Properties of digital roots

Explanation :

Digital Sums and properties of digital sums may be common to some participants. Let’s establish 2 very important properties of digital sums required to solve this problem.

Let Dr(x) be a function defined for integer x as :

Dr(x)= x, if 0 \le x \le 9 ,

else

Dr(x)=Dr(Sum-of-digits(x))

This function Dr(x) is called the digital root of a number x. Now,

Dr(a+b) = Dr(Dr(a)+Dr(b)),

Dr(ab) = Dr(Dr(a)\cdot Dr(b))

These are well known properties, and you can find proofs of them here. It is very clear that the minimum value we are trying to find is a single digit number.

Claim 1 : : The minimum value is always the minimum over : Dr(N+kD) for some non-negative integer k.

Proof :

Dr(N+kD)=Dr(Dr(N)+Dr(kD)) ... (1)

Now, Dr(kd) = Dr(Dr(k) \cdot Dr(D)) .

Possible values of Dr(k) are 0,1,2...9 , given by numbers k=0,1,2...9

Now, Dr(x)=Dr(Sum-of-digits(x)) ... (2)

So, the minimum value for N is obviously equal to the minimum value for Sum-of-digits(N). Reducing the answer once and then adding D does not affect the minimum possible value that can be reached. If any any place, we have a reduce operation followed by an add operation, the we can do the add operation and then the reduce operation without affecting the possible roots we can reach. This is proved as a combination of formulae (1) and (2)

Doing a reduce operation followed by an add operation can be replaced by doing an add operation followed any further operations and we can still reach the same set of roots. In short, we can do all add operations first, all reduce operations later, and reach any number that can be possibly reached by any set of operations

So, using these two claims, we can prove the minimum possible value is the minimum of Dr(N+kD) where 0 \le k \le 9

Now, to find the minimum number of steps, we must first note that the relative order of the add and Sum-of-digits operations does affect the answer. However, we can note that the Sum-of-digits function is an extremely fast decreasing function.

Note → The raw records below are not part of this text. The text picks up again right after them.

//! Frame sources: UDP datagrams, TCP streams and a serial line.
//!
//! Every source validates what it receives and hands good frames to
//! [`SimulatorState::apply_frame`]. A rejected frame is logged with its
//! diagnostic category and the source keeps going.
//!
//! | Source | Framing                          | Unit of work             |
//! |--------|----------------------------------|--------------------------|
//! | UDP    | one frame per datagram           | one task for the socket  |
//! | TCP    | end-marker delimited, any number | one task per connection  |
//! | Serial | end-marker delimited             | one blocking thread      |

use std::io::{self, Read};
use std::net::SocketAddr;
use std::sync::Arc;
use std::time::Duration;

use bytes::BytesMut;
use tokio::io::AsyncReadExt;
use tokio::net::{TcpListener, TcpStream, UdpSocket};
use tokio_util::codec::Decoder;
use tracing::{debug, info, warn};

use flipdot_core::{FlipdotCodec, FlipdotError, Frame, FrameError, validate};

use crate::config::SerialConfig;
use crate::state::SimulatorState;

/// Largest datagram read; anything longer is not a frame anyway.
const DATAGRAM_BUF: usize = 1024;

/// Apply a decoded frame or log why it was dropped.
fn handle(state: &SimulatorState, source: &dyn std::fmt::Display, item: Result<Frame, FrameError>) {
    match item {
        Ok(frame) => {
            // Unknown addresses are logged by the state.
            state.apply_frame(&frame);
        }
        Err(e) => warn!("{source}: {e}"),
    }
}

// ── UDP ──────────────────────────────────────────────────────────

/// Receive datagrams until the simulator stops.
pub async fn serve_udp(socket: UdpSocket, state: Arc<SimulatorState>) -> io::Result<()> {
    info!("udp listener on {}", socket.local_addr()?);
    let mut buf = [0u8; DATAGRAM_BUF];

    while state.is_running() {
        let received = tokio::select! {
            r = socket.recv_from(&mut buf) => r,
            _ = state.stopped() => break,
        };
        match received {
            Ok((len, peer)) => handle(&state, &peer, validate(&buf[..len])),
            Err(e) => warn!("udp receive error: {e}"),
        }
    }
    debug!("udp listener stopped");
    Ok(())
}

// ── TCP ──────────────────────────────────────────────────────────

/// Accept connections until the simulator stops, one task each.
pub async fn serve_tcp(
    listener: TcpListener,
    state: Arc<SimulatorState>,
    read_timeout: Duration,
) -> io::Result<()> {
    info!("tcp listener on {}", listener.local_addr()?);

    while state.is_running() {
        let accept = tokio::select! {
            r = listener.accept() => r,
            _ = state.stopped() => break,
        };
        let (stream, peer) = match accept {
            Ok(pair) => pair,
            Err(e) => {
                warn!("accept error: {e}");
                continue;
            }
        };
        debug!("tcp connection from {peer}");
        let state = Arc::clone(&state);
        tokio::spawn(async move {
            serve_connection(stream, peer, state, read_timeout).await;
        });
    }
    debug!("tcp listener stopped");
    Ok(())
}

/// Read frames from one connection until EOF, an I/O error, a read
/// that stays quiet longer than `read_timeout` or shutdown.
///
/// The timeout covers each read, not each frame, so a slow sender that
/// keeps bytes coming is never cut off mid-frame.
pub async fn serve_connection(
    mut stream: TcpStream,
    peer: SocketAddr,
    state: Arc<SimulatorState>,
    read_timeout: Duration,
) {
    let mut codec = FlipdotCodec::new();
    let mut buf = BytesMut::with_capacity(DATAGRAM_BUF);

    loop {
        let read = tokio::select! {
            r = tokio::time::timeout(read_timeout, stream.read_buf(&mut buf)) => r,
            _ = state.stopped() => break,
        };
        let eof = match read {
            Ok(Ok(0)) => true,
            Ok(Ok(_)) => false,
            Ok(Err(e)) => {
                warn!("{peer}: read error: {e}");
                break;
            }
            Err(_) => {
                debug!("{peer}: idle for {read_timeout:?}, closing");
                break;
            }
        };
        if let Err(e) = drain(&mut codec, &mut buf, &state, &peer, eof) {
            warn!("{peer}: {e}");
            break;
        }
        if eof {
            break;
        }
    }
    debug!("tcp connection from {peer} closed");
}

/// Hand every complete frame in `buf` to the state. At end of input the
/// leftover bytes count as one last candidate.
fn drain(
    codec: &mut FlipdotCodec,
    buf: &mut BytesMut,
    state: &SimulatorState,
    source: &dyn std::fmt::Display,
    eof: bool,
) -> Result<(), FlipdotError> {
    loop {
        let item = if eof {
            codec.decode_eof(buf)?
        } else {
            codec.decode(buf)?
        };
        match item {
            Some(item) => handle(state, source, item),
            None => return Ok(()),
        }
    }
}

// ── Serial ───────────────────────────────────────────────────────

/// Read the serial line on the calling thread until the simulator stops.
///
/// Blocking; run it on `spawn_blocking`. The port read timeout bounds
/// how long a stop request waits.
pub fn serve_serial(config: &SerialConfig, state: &SimulatorState) -> Result<(), serialport::Error> {
    let mut port = serialport::new(&config.path, config.baud)
        .timeout(Duration::from_millis(config.timeout_ms))
        .open()?;
    info!("serial listener on {} at {} baud", config.path, config.baud);
    read_frames(&mut port, &config.path, state)?;
    debug!("serial listener stopped");
    Ok(())
}

/// Decode frames from any blocking byte source until it ends or the
/// simulator stops. Read timeouts just re-check the stop flag.
pub fn read_frames<R: Read>(source: &mut R, name: &str, state: &SimulatorState) -> io::Result<()> {
    let mut codec = FlipdotCodec::new();
    let mut buf = BytesMut::with_capacity(DATAGRAM_BUF);
    let mut chunk = [0u8; 256];

    while state.is_running() {
        match source.read(&mut chunk) {
            Ok(0) => break,
            Ok(n) => buf.extend_from_slice(&chunk[..n]),
            Err(e) if e.kind() == io::ErrorKind::TimedOut => continue,
            Err(e) if e.kind() == io::ErrorKind::Interrupted => continue,
            Err(e) => return Err(e),
        }
        drain(&mut codec, &mut buf, state, &name, false)
            .map_err(|e| io::Error::new(io::ErrorKind::InvalidData, e))?;
    }
    drain(&mut codec, &mut buf, state, &name, true)
        .map_err(|e| io::Error::new(io::ErrorKind::InvalidData, e))?;
    Ok(())
}

// ── Tests ────────────────────────────────────────────────────────

#[cfg(test)]
mod tests {
    use super::*;
    use crate::config::DisplayConfig;
    use flipdot_core::encode;

    fn running_state() -> SimulatorState {
        let state = SimulatorState::from_config(&DisplayConfig::default()).unwrap();
        state.start();
        state
    }

    #[test]
    fn byte_stream_applies_good_frames() {
        let state = running_state();
        let mut bytes = encode(1, &[0x7F; 28], true).unwrap();
        bytes.extend([0x80, 0x99, 0x01, 0x8F]);
        bytes.extend(encode(3, &[0x01; 28], false).unwrap());
        bytes.extend(encode(200, &[0x7F; 28], false).unwrap());

        read_frames(&mut bytes.as_slice(), "test", &state).unwrap();

        // Panel 1 fully on, panel 3 top row on, the bad frame and the
        // unknown panel dropped.
        assert_eq!(state.applied(), 2);
        assert_eq!(state.snapshot().count_on(), 28 * 7 + 28);
    }

    #[test]
    fn trailing_partial_frame_is_dropped() {
        let state = running_state();
        let mut bytes = encode(2, &[0x7F; 28], true).unwrap();
        bytes.extend([0x80, 0x84, 0x02, 0x7F]);

        read_frames(&mut bytes.as_slice(), "test", &state).unwrap();
        assert_eq!(state.applied(), 1);
    }

    #[test]
    fn stopped_state_reads_nothing() {
        let state = SimulatorState::from_config(&DisplayConfig::default()).unwrap();
        let bytes = encode(1, &[0x7F; 28], true).unwrap();
        read_frames(&mut bytes.as_slice(), "test", &state).unwrap();
        assert_eq!(state.applied(), 0);
    }
}
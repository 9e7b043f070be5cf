//! Wire command codes.
//!
//! The command byte carries both the payload length class and the
//! refresh flag. Uses a proper enum with `TryFrom`, so unknown codes
//! come back as errors rather than panics.

use std::fmt;

use crate::error::FrameError;

// ── Command ──────────────────────────────────────────────────────

/// The six command codes understood by the panels.
///
/// | Code   | Payload | Refresh |
/// |--------|---------|---------|
/// | `0x81` | 112     | no      |
/// | `0x82` | 112     | yes     |
/// | `0x83` | 28      | no      |
/// | `0x84` | 28      | yes     |
/// | `0x85` | 56      | no      |
/// | `0x86` | 56      | yes     |
#[repr(u8)]
#[derive(Debug, Clone, Copy, PartialEq, Eq, Hash)]
pub enum Command {
    /// 112 columns, incremental update.
    Write112 = 0x81,
    /// 112 columns, forced refresh.
    Write112Refresh = 0x82,
    /// 28 columns, incremental update.
    Write28 = 0x83,
    /// 28 columns, forced refresh.
    Write28Refresh = 0x84,
    /// 56 columns, incremental update.
    Write56 = 0x85,
    /// 56 columns, forced refresh.
    Write56Refresh = 0x86,
}

/// Payload lengths with a matching command.
pub const PAYLOAD_LENGTHS: [usize; 3] = [112, 28, 56];

impl Command {
    /// All commands, in code order.
    pub const ALL: [Command; 6] = [
        Command::Write112,
        Command::Write112Refresh,
        Command::Write28,
        Command::Write28Refresh,
        Command::Write56,
        Command::Write56Refresh,
    ];

    /// Select the command for a payload of `len` bytes.
    ///
    /// Returns `None` when no payload class has that length.
    pub fn for_payload(len: usize, refresh: bool) -> Option<Self> {
        let cmd = match (len, refresh) {
            (112, false) => Command::Write112,
            (112, true) => Command::Write112Refresh,
            (28, false) => Command::Write28,
            (28, true) => Command::Write28Refresh,
            (56, false) => Command::Write56,
            (56, true) => Command::Write56Refresh,
            _ => return None,
        };
        Some(cmd)
    }

    /// Number of payload bytes that follow the address byte.
    pub fn payload_len(&self) -> usize {
        match self {
            Command::Write112 | Command::Write112Refresh => 112,
            Command::Write28 | Command::Write28Refresh => 28,
            Command::Write56 | Command::Write56Refresh => 56,
        }
    }

    /// Whether the receiving panel is asked to redraw everything.
    pub fn refresh(&self) -> bool {
        matches!(
            self,
            Command::Write112Refresh | Command::Write28Refresh | Command::Write56Refresh
        )
    }

    /// The raw code.
    pub fn code(&self) -> u8 {
        *self as u8
    }
}

impl TryFrom<u8> for Command {
    type Error = FrameError;

    fn try_from(value: u8) -> Result<Self, Self::Error> {
        match value {
            0x81 => Ok(Command::Write112),
            0x82 => Ok(Command::Write112Refresh),
            0x83 => Ok(Command::Write28),
            0x84 => Ok(Command::Write28Refresh),
            0x85 => Ok(Command::Write56),
            0x86 => Ok(Command::Write56Refresh),
            other => Err(FrameError::UnknownCommand(other)),
        }
    }
}

impl fmt::Display for Command {
    fn fmt(&self, f: &mut fmt::Formatter<'_>) -> fmt::Result {
        write!(f, "{:#04x}", self.code())
    }
}

#[cfg(test)]
mod tests {
    use super::*;

    #[test]
    fn command_roundtrip() {
        for cmd in Command::ALL {
            assert_eq!(Command::try_from(cmd.code()).unwrap(), cmd);
        }
    }

    #[test]
    fn command_invalid() {
        assert_eq!(Command::try_from(0x80), Err(FrameError::UnknownCommand(0x80)));
        assert_eq!(Command::try_from(0x87), Err(FrameError::UnknownCommand(0x87)));
        assert!(Command::try_from(0x00).is_err());
    }

    #[test]
    fn payload_class_table() {
        let table = [
            (0x81, 112, false),
            (0x82, 112, true),
            (0x83, 28, false),
            (0x84, 28, true),
            (0x85, 56, false),
            (0x86, 56, true),
        ];
        for (code, len, refresh) in table {
            let cmd = Command::try_from(code).unwrap();
            assert_eq!(cmd.payload_len(), len);
            assert_eq!(cmd.refresh(), refresh);
            assert_eq!(Command::for_payload(len, refresh), Some(cmd));
        }
    }

    #[test]
    fn no_command_for_odd_lengths() {
        assert_eq!(Command::for_payload(0, true), None);
        assert_eq!(Command::for_payload(27, false), None);
        assert_eq!(Command::for_payload(113, true), None);
    }

    #[test]
    fn display_is_hex() {
        assert_eq!(Command::Write28Refresh.to_string(), "0x84");
    }
}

Any number \le 10^{10} goes to a number \le 90, any number \le 90 goes to something \le 18 and so on. In short , any number can be reduced to its digital root in \le 3-5 steps.

Via this, we can prove that the value of the minimum steps can never be greater than 15. This is a loose upper bound, not the exact one. Let’s prove this via contradiction : If some process takes > 15 steps, we can always take N to the value of N+kD, k \le 9 that provides the minimum possible value, and then reduce it in 5-6 steps. Using this fact, we can now in-fact construct a brute force algorithm.

We can follow a complete brute force recursion algorithm, that at each step branches in 2 different directions, one x=Sum-of-digits(x), the other being x=x+D, but only until a recursion depth of 15. In this way, we stop after exploring 2^{15} different ways.

After reading all proofs mentioned above, understanding the code should be trivial. Also note that the greedy nature of this problem permits many other solutions too, and you can read about some of them using the comments below.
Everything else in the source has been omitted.